Hoje, restaurantes paulistanos como o Fasano, o Piselli, a Vinheria Percussi, a Tartuferia San Paolo, recebem todos os anos trufas brancas entre os meses de outubro e dezembro, que chegam semanalmente. Mas, das três vezes que comi trufas brancas por aqui, a única experiência que mais me agradou foi no Restaurante Fasano.  Apenas porque — além de ser o restaurante mais lindo da cidade — lá o chef prepara receitas simples — um ovo frito ou macarrãozinho na manteiga, por exemplo — que fazem com que as trufas sejam protagonistas. Mas, é uma simplicidade cara: um risotto de parmesão com uma nuvem de trufas brancas laminadas à mesa sai por R$ 795, com o serviço de 15% incluso.

Mas, em tempos em que se discute comer produtos locais em nome da autenticidade e do meio ambiente, faz sentido comer algo que viaja uma distância de, no mínimo, 10 mil quilômetros para chegar às mesas paulistanas? Ainda mais no caso das trufas, alimentos tão sensíveis e perecíveis, que podem sofrer com a viagem?

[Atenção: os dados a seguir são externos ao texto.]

//! Delivery of UI effects and render jobs to the overlay layer running in
//! the main webview.
//!
//! If the window is gone there is no receiving end. Mirroring the
//! original's one-shot re-injection, delivery then recreates the window,
//! waits briefly for it to load, and retries the event exactly once.

use std::time::Duration;

use serde_json::json;
use tauri::{AppHandle, Emitter, Manager};

use crate::capture::RenderJob;
use crate::i18n::Language;
use crate::selection::UiEffect;

pub const MAIN_WINDOW: &str = "main";

/// How long a recreated window gets to load before the retry.
const REINJECT_DELAY: Duration = Duration::from_millis(500);

/// Emit one UI effect to the overlay layer, localized for the session
/// language.
pub fn emit_effect(app: &AppHandle, effect: &UiEffect, lang: Language) {
    let (event, payload) = encode_effect(effect, lang);
    deliver(app, event, payload);
}

/// Carry a render job into the webview; used as the render bridge's
/// dispatcher.
pub fn dispatch_render_job(app: &AppHandle, job: &RenderJob) -> Result<(), String> {
    let window = app
        .get_webview_window(MAIN_WINDOW)
        .ok_or_else(|| "main window is gone".to_string())?;
    window
        .emit("capture:render", job)
        .map_err(|e| e.to_string())
}

fn encode_effect(effect: &UiEffect, lang: Language) -> (&'static str, serde_json::Value) {
    match effect {
        UiEffect::SessionStarted => ("selection:start", json!({})),
        UiEffect::ShowHover { rect } => ("selection:hover", json!({ "rect": rect })),
        UiEffect::HideHover => ("selection:hover-hide", json!({})),
        UiEffect::ShowHighlight { rect } => ("selection:highlight", json!({ "rect": rect })),
        UiEffect::ShowInfo {
            label,
            level,
            total,
            width,
            height,
            ttl,
        } => (
            "selection:info",
            json!({
                "label": label,
                "level": level,
                "total": total,
                "width": width,
                "height": height,
                "ttlMs": ttl.as_millis() as u64,
            }),
        ),
        UiEffect::Toast { notice, ttl } => (
            "selection:toast",
            json!({
                "text": notice.localize(lang),
                "ttlMs": ttl.as_millis() as u64,
            }),
        ),
        UiEffect::ClearOverlays => ("selection:clear", json!({})),
    }
}

fn deliver(app: &AppHandle, event: &'static str, payload: serde_json::Value) {
    if let Some(window) = app.get_webview_window(MAIN_WINDOW) {
        if let Err(e) = window.emit(event, payload) {
            log::error!("failed to deliver '{event}': {e}");
        }
        return;
    }

    log::warn!("main window missing, recreating it before retrying '{event}'");
    let app = app.clone();
    tauri::async_runtime::spawn(async move {
        if let Err(e) = recreate_main_window(&app) {
            log::error!("could not recreate main window: {e}");
            return;
        }
        tokio::time::sleep(REINJECT_DELAY).await;
        match app.get_webview_window(MAIN_WINDOW) {
            Some(window) => {
                if let Err(e) = window.emit(event, payload) {
                    log::error!("retry delivery of '{event}' failed: {e}");
                }
            }
            None => log::error!("main window still missing, dropping '{event}'"),
        }
    });
}

fn recreate_main_window(app: &AppHandle) -> tauri::Result<()> {
    tauri::WebviewWindowBuilder::new(app, MAIN_WINDOW, tauri::WebviewUrl::App("index.html".into()))
        .title("domsnap")
        .build()?;
    Ok(())
}
// Prevents an extra console window on Windows in release builds.
#![cfg_attr(not(debug_assertions), windows_subsystem = "windows")]

fn main() {
    domsnap_lib::run();
}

TARTUFERIA SAN PAOLO: A MINHA EXPERIÊNCIA NO LUGAR QUE DEVERIA SER UMA REFERÊNCIA EM TRUFAS

A Tartuferia San Paolo, como o nome já entrega, é um restaurante temático, inaugurado nos Jardins em 2014, e já com seis unidades: três em São Paulo, além de Belo Horizonte, Curitiba e Goiânia. E é temático justamente porque todos os pratos, das entradas às sobremesas, levam trufas ou azeite de trufas, mesmo quando o sabor forte da trufa mais atrapalha que ajuda. No caso do tiramisù, por exemplo, que vem sob uma densa camada de brigadeiro de trufas, que briga na textura, no dulçor e mata o sabor delicado do mascarpone, ficando difícil comer metade {para conferir o nosso guia dos melhores tiramisù de São Paulo, clique aqui}.

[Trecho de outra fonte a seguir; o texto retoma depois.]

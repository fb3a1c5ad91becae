//! Viewport geometry shared by the page model, the selection engine and the
//! capture pipeline.

use serde::{Deserialize, Serialize};

/// A cursor position in viewport coordinates.
#[derive(Debug, Clone, Copy, PartialEq, Serialize, Deserialize)]
pub struct Point {
    pub x: f64,
    pub y: f64,
}

impl Point {
    pub fn new(x: f64, y: f64) -> Self {
        Self { x, y }
    }
}

/// An axis-aligned bounding box in viewport coordinates, mirroring the
/// left/top/width/height shape of `getBoundingClientRect()`.
#[derive(Debug, Clone, Copy, PartialEq, Serialize, Deserialize)]
#[serde(rename_all = "camelCase")]
pub struct Rect {
    pub left: f64,
    pub top: f64,
    pub width: f64,
    pub height: f64,
}

impl Rect {
    pub fn new(left: f64, top: f64, width: f64, height: f64) -> Self {
        Self {
            left,
            top,
            width,
            height,
        }
    }

    pub fn right(&self) -> f64 {
        self.left + self.width
    }

    pub fn bottom(&self) -> f64 {
        self.top + self.height
    }

    /// Edge-inclusive containment, matching DOM hit testing.
    pub fn contains(&self, point: Point) -> bool {
        point.x >= self.left
            && point.x <= self.right()
            && point.y >= self.top
            && point.y <= self.bottom()
    }

    /// True when both dimensions are at least `min` pixels.
    pub fn spans_at_least(&self, min: f64) -> bool {
        self.width >= min && self.height >= min
    }

    /// The same box shifted by the given offsets (viewport → page
    /// coordinates when passed the scroll offsets).
    pub fn offset_by(&self, dx: f64, dy: f64) -> Rect {
        Rect {
            left: self.left + dx,
            top: self.top + dy,
            ..*self
        }
    }

    /// A capture target this small cannot produce a meaningful image.
    pub fn is_degenerate(&self) -> bool {
        self.width < 1.0 || self.height < 1.0
    }
}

Mas, além de se tornar um pouco enjoativo (você se lembrará da refeição muitas horas depois de ter deixado o restaurante com o gosto trufado na boca), eu tive a oportunidade de provar as trufas brancas frescas que o restaurante traz todos os anos através de um fornecedor exclusivo. Parêntese: assim como na Vinheria Percussi, a Tartuferia San Paolo cobra não pelo prato com a iguaria, mas por grama. O garçom traz a trufa para a mesa com uma pequena balança de precisão e a pesa antes e depois de ralar sobre o prato, na sua frente, para fazer a cobrança. Como as trufas brancas são compradas em leilão, o preço pode variar de acordo com o lote comprado (e não sofre com as alterações do preço do dólar de um dia para o outro). E na semana em que fui estava custando R$ 48 o grama (R$ 48.000 o quilo). Cinco gramas são suficientes para dar sabor ao prato e você combina com o garçom quantos gramas você quer antes de ele começar a laminar.

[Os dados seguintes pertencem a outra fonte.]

//! Pixel-space cropping — pure functions from screenshot to PNG bytes.
//!
//! No infrastructure dependencies: pixel data in, pixel data out.

use std::io::Cursor;

use image::{DynamicImage, ImageFormat};

use crate::geom::Rect;

/// Margin added around the element box so shadows and raised edges survive
/// the crop, in CSS pixels.
pub const EDGE_MARGIN: f64 = 2.0;

#[derive(Debug, thiserror::Error)]
pub enum CropError {
    #[error("crop rectangle has zero width or height")]
    ZeroDimension,

    #[error("crop rectangle lies outside the {width}x{height} screenshot")]
    OutsideImage { width: u32, height: u32 },

    #[error("PNG encoding failed: {0}")]
    EncodingFailed(String),
}

/// Map an element box in screen coordinates onto a screenshot.
///
/// Scales by the device pixel ratio, widens by [`EDGE_MARGIN`], and clamps
/// the result to the image bounds. Returns `(x, y, width, height)` in
/// physical pixels.
pub fn clamped_crop_region(
    image_width: u32,
    image_height: u32,
    rect: Rect,
    scale: f64,
) -> Result<(u32, u32, u32, u32), CropError> {
    if rect.width <= 0.0 || rect.height <= 0.0 {
        return Err(CropError::ZeroDimension);
    }
    let scale = if scale > 0.0 { scale } else { 1.0 };

    let x0 = ((rect.left - EDGE_MARGIN) * scale).floor().max(0.0) as u32;
    let y0 = ((rect.top - EDGE_MARGIN) * scale).floor().max(0.0) as u32;
    let x1 = (((rect.right() + EDGE_MARGIN) * scale).ceil().max(0.0) as u32).min(image_width);
    let y1 = (((rect.bottom() + EDGE_MARGIN) * scale).ceil().max(0.0) as u32).min(image_height);

    if x0 >= x1 || y0 >= y1 {
        return Err(CropError::OutsideImage {
            width: image_width,
            height: image_height,
        });
    }

    Ok((x0, y0, x1 - x0, y1 - y0))
}

/// Crop a screenshot to the given rectangle and return PNG bytes.
pub fn crop_to_png_bytes(
    image: &DynamicImage,
    x: u32,
    y: u32,
    width: u32,
    height: u32,
) -> Result<Vec<u8>, CropError> {
    if width == 0 || height == 0 {
        return Err(CropError::ZeroDimension);
    }

    let (img_width, img_height) = (image.width(), image.height());
    if x + width > img_width || y + height > img_height {
        return Err(CropError::OutsideImage {
            width: img_width,
            height: img_height,
        });
    }

    let cropped = image.crop_imm(x, y, width, height);

    let mut png_bytes: Vec<u8> = Vec::new();
    cropped
        .write_to(&mut Cursor::new(&mut png_bytes), ImageFormat::Png)
        .map_err(|e| CropError::EncodingFailed(e.to_string()))?;

    Ok(png_bytes)
}
//! The per-app session object — sole owner of selection state, the current
//! page snapshot, settings, and the render bridge.
//!
//! The original guarded itself with a page-global "already initialized"
//! flag; here the session is explicit state constructed once and managed by
//! Tauri, and every handler reaches it by reference.

use std::sync::{Arc, Mutex};

use crate::capture::RenderBridge;
use crate::i18n::Language;
use crate::page::PageSnapshot;
use crate::selection::{SelectionConfig, SelectionController};
use crate::settings::{self, Settings};

pub struct Session {
    pub controller: Mutex<SelectionController>,
    /// Latest layout snapshot from the webview; `None` until the first sync.
    pub page: Mutex<Option<PageSnapshot>>,
    pub settings: Mutex<Settings>,
    pub render_bridge: Arc<RenderBridge>,
}

impl Session {
    pub fn new() -> Self {
        let settings = settings::load();
        log::info!(
            "session created (default mode '{}', language {})",
            settings.default_capture_mode,
            settings.language.code()
        );
        Self {
            controller: Mutex::new(SelectionController::new(SelectionConfig::default())),
            page: Mutex::new(None),
            settings: Mutex::new(settings),
            render_bridge: Arc::new(RenderBridge::new()),
        }
    }

    pub fn language(&self) -> Language {
        self.settings
            .lock()
            .map(|s| s.language)
            .unwrap_or_default()
    }
}

impl Default for Session {
    fn default() -> Self {
        Self::new()
    }
}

Duas coisas me incomodaram, no entanto. As trufas brancas, por conta de seu sabor delicado, devem ser comidas com receitas simples, ou seja, nada de muito temperado — apimentados, ácidos, com muitas ervas —, mas o restaurante não dá qualquer explicação sobre o assunto para os clientes. Segundo: como pagar caro para comer trufa branca — quando queremos sentir seus verdadeiros aroma e sabor — quando todos os pratos do cardápio já levam azeites e meles trufados ou molhos tartufados? Saí do restaurante sem saber se o gosto que eu havia sentido era da trufa ou do tempero do prato.